#### [Your objective]
Please set down exactly the lines of the listing below from the line containing "let text = rounded.abs().to_string();" through the line containing "fn group_indian(digits: &str)", both lines included, leaving out all other lines.

+++

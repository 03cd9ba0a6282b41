use assert_cmd::Command;

#[test]
fn modules_subcommand_lists_registry() {
    let assert = Command::cargo_bin("vitrin")
        .unwrap()
        .arg("modules")
        .assert()
        .success();

    let stdout = String::from_utf8_lossy(&assert.get_output().stdout).to_string();
    for name in ["categories", "products", "videos", "company-settings", "storefront"] {
        assert!(stdout.contains(name), "missing module '{name}' in:\n{stdout}");
    }
}

#[test]
fn migrate_subcommand_applies_schema() {
    let assert = Command::cargo_bin("vitrin")
        .unwrap()
        .env("VITRIN_DATABASE_PATH", ":memory:")
        .arg("migrate")
        .assert()
        .success();

    let stdout = String::from_utf8_lossy(&assert.get_output().stdout).to_string();
    assert!(stdout.starts_with("applied "), "unexpected output:\n{stdout}");
    assert!(!stdout.starts_with("applied 0 "));
}

#[test]
fn help_names_all_subcommands() {
    let assert = Command::cargo_bin("vitrin")
        .unwrap()
        .arg("--help")
        .assert()
        .success();

    let stdout = String::from_utf8_lossy(&assert.get_output().stdout).to_string();
    assert!(stdout.contains("serve"));
    assert!(stdout.contains("migrate"));
    assert!(stdout.contains("modules"));
}
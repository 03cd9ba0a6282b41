//! Storefront formatting helpers.
//!
//! Pure functions shared by the page templates: currency display,
//! YouTube URL handling, and contact-field parsing. All of them are
//! testable in isolation.

use once_cell::sync::Lazy;
use regex::Regex;
use rust_decimal::{Decimal, RoundingStrategy};

/// Matches the 11-character video id in the common YouTube URL shapes:
/// watch?v=, youtu.be/, embed/, v/, and share links with extra params.
static YOUTUBE_ID: Lazy<Regex> = Lazy::new(|| {
    Regex::new(r#"(?:youtube\.com/(?:[^/]+/.+/|(?:v|e(?:mbed)?)/|.*[?&]v=)|youtu\.be/)([^"&?/\s]{11})"#)
        .expect("Valid regex pattern")
});

/// Format an amount in Indian-style digit grouping with two decimal
/// places, e.g. `1,00,000.00`. The rupee sign is left to the caller.
pub fn format_inr(amount: Decimal) -> String {
    let rounded = amount.round_dp_with_strategy(2, RoundingStrategy::MidpointAwayFromZero);
    let text = rounded.abs().to_string();
    let (int_part, frac_part) = match text.split_once('.') {
        Some((i, f)) => (i.to_string(), format!("{f:0<2}")),
        None => (text, "00".to_string()),
    };
    let sign = if rounded.is_sign_negative() && !rounded.is_zero() {
        "-"
    } else {
        ""
    };
    format!("{sign}{}.{frac_part}", group_indian(&int_part))
}

/// Indian grouping: the last three digits form one group, every pair
/// before that another, e.g. `12345678` becomes `1,23,45,678`.
fn group_indian(digits: &str) -> String {
    if digits.len() <= 3 {
        return digits.to_string();
    }
    let (head, tail) = digits.split_at(digits.len() - 3);
    let head_bytes = head.as_bytes();
    let mut groups = Vec::new();
    let mut end = head_bytes.len();
    while end > 0 {
        let start = end.saturating_sub(2);
        groups.push(&head[start..end]);
        end = start;
    }
    groups.reverse();
    format!("{},{tail}", groups.join(","))
}

/// Extract the video id from a YouTube URL, if the URL carries one.
pub fn youtube_id(url: &str) -> Option<String> {
    YOUTUBE_ID
        .captures(url)
        .and_then(|caps| caps.get(1))
        .map(|m| m.as_str().to_string())
}

/// Poster image URL for a YouTube video id.
pub fn youtube_thumbnail(id: &str) -> String {
    format!("https://img.youtube.com/vi/{id}/hqdefault.jpg")
}

/// Build a wa.me chat link from a free-form phone field. Only the first
/// comma-separated number is used and everything but digits is dropped,
/// so `+91 98765-43210, +91 11 2345 6789` links to the first line.
pub fn whatsapp_link(phone_field: &str) -> Option<String> {
    let first = phone_field.split(',').next()?.trim();
    let digits: String = first.chars().filter(char::is_ascii_digit).collect();
    if digits.is_empty() {
        return None;
    }
    Some(format!("https://wa.me/{digits}"))
}

/// Split a comma-separated phone field into display entries.
pub fn split_phones(phone_field: &str) -> Vec<String> {
    phone_field
        .split(',')
        .map(str::trim)
        .filter(|p| !p.is_empty())
        .map(str::to_string)
        .collect()
}

#[cfg(test)]
mod tests {
    use super::*;
    use rust_decimal_macros::dec;

    #[test]
    fn test_format_inr_small_amounts() {
        assert_eq!(format_inr(dec!(0)), "0.00");
        assert_eq!(format_inr(dec!(999)), "999.00");
        assert_eq!(format_inr(dec!(1062)), "1,062.00");
        assert_eq!(format_inr(dec!(1062.5)), "1,062.50");
    }

    #[test]
    fn test_format_inr_lakh_and_crore_grouping() {
        assert_eq!(format_inr(dec!(100000)), "1,00,000.00");
        assert_eq!(format_inr(dec!(12345678)), "1,23,45,678.00");
        assert_eq!(format_inr(dec!(12345678.9)), "1,23,45,678.90");
    }

    #[test]
    fn test_format_inr_rounds_to_cents() {
        assert_eq!(format_inr(dec!(1.005)), "1.01");
        assert_eq!(format_inr(dec!(206.489675)), "206.49");
    }

    #[test]
    fn test_youtube_id_url_shapes() {
        let expected = Some("dQw4w9WgXcQ".to_string());
        assert_eq!(
            youtube_id("https://www.youtube.com/watch?v=dQw4w9WgXcQ"),
            expected
        );
        assert_eq!(youtube_id("https://youtu.be/dQw4w9WgXcQ"), expected);
        assert_eq!(
            youtube_id("https://www.youtube.com/embed/dQw4w9WgXcQ"),
            expected
        );
        assert_eq!(
            youtube_id("https://www.youtube.com/watch?feature=shared&v=dQw4w9WgXcQ"),
            expected
        );
        assert_eq!(youtube_id("https://example.com/video"), None);
    }

    #[test]
    fn test_youtube_thumbnail() {
        assert_eq!(
            youtube_thumbnail("dQw4w9WgXcQ"),
            "https://img.youtube.com/vi/dQw4w9WgXcQ/hqdefault.jpg"
        );
    }

    #[test]
    fn test_whatsapp_link_uses_first_number_digits_only() {
        assert_eq!(
            whatsapp_link("+91 98765-43210, +91 11 2345 6789"),
            Some("https://wa.me/919876543210".to_string())
        );
        assert_eq!(whatsapp_link(""), None);
        assert_eq!(whatsapp_link("call us"), None);
    }

    #[test]
    fn test_split_phones() {
        assert_eq!(
            split_phones("+91 98765-43210, +91 11 2345 6789"),
            vec!["+91 98765-43210", "+91 11 2345 6789"]
        );
        assert!(split_phones("  ,  ").is_empty());
    }
}
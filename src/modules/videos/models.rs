use chrono::{DateTime, Utc};
use serde::{Deserialize, Serialize};
use serde_json::json;
use uuid::Uuid;
use vitrin_http::error::AppError;

/// A gallery video, addressed by its watch URL.
#[derive(Debug, Clone, Serialize, Deserialize)]
pub struct Video {
    pub id: Uuid,
    pub title: String,
    /// YouTube or Vimeo watch URL
    pub url: String,
    pub description: Option<String>,
    pub created_at: DateTime<Utc>,
    pub updated_at: DateTime<Utc>,
}

/// Client payload for creating or patching a video.
#[derive(Debug, Clone, Default, Deserialize)]
pub struct VideoDraft {
    pub title: Option<String>,
    pub url: Option<String>,
    pub description: Option<String>,
}

impl VideoDraft {
    pub fn into_document(self, now: DateTime<Utc>) -> Result<Video, AppError> {
        let (title, url) = validate(self.title.as_deref(), self.url.as_deref())?;

        Ok(Video {
            id: Uuid::now_v7(),
            title,
            url,
            description: self
                .description
                .map(|d| d.trim().to_string())
                .filter(|d| !d.is_empty()),
            created_at: now,
            updated_at: now,
        })
    }

    pub fn apply_to(self, stored: Video, now: DateTime<Utc>) -> Result<Video, AppError> {
        let title = self.title.unwrap_or(stored.title);
        let url = self.url.unwrap_or(stored.url);
        let (title, url) = validate(Some(&title), Some(&url))?;
        let description = match self.description {
            Some(d) => {
                let d = d.trim().to_string();
                (!d.is_empty()).then_some(d)
            }
            None => stored.description,
        };

        Ok(Video {
            id: stored.id,
            title,
            url,
            description,
            created_at: stored.created_at,
            updated_at: now,
        })
    }
}

fn validate(title: Option<&str>, url: Option<&str>) -> Result<(String, String), AppError> {
    let mut errors = Vec::new();
    let title = match title.map(str::trim) {
        Some(t) if !t.is_empty() => t.to_string(),
        _ => {
            errors.push(json!({"field": "title", "error": "required"}));
            String::new()
        }
    };
    let url = match url.map(str::trim) {
        Some(u) if !u.is_empty() => u.to_string(),
        _ => {
            errors.push(json!({"field": "url", "error": "required"}));
            String::new()
        }
    };
    if !errors.is_empty() {
        return Err(AppError::validation(errors, "video failed validation"));
    }
    Ok((title, url))
}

+++

#### [Exercise result]
    let text = rounded.abs().to_string();
    let (int_part, frac_part) = match text.split_once('.') {
        Some((i, f)) => (i.to_string(), format!("{f:0<2}")),
        None => (text, "00".to_string()),
    };
    let sign = if rounded.is_sign_negative() && !rounded.is_zero() {
        "-"
    } else {
        ""
    };
    format!("{sign}{}.{frac_part}", group_indian(&int_part))
}

/// Indian grouping: the last three digits form one group, every pair
/// before that another, e.g. `12345678` becomes `1,23,45,678`.
fn group_indian(digits: &str) -> String {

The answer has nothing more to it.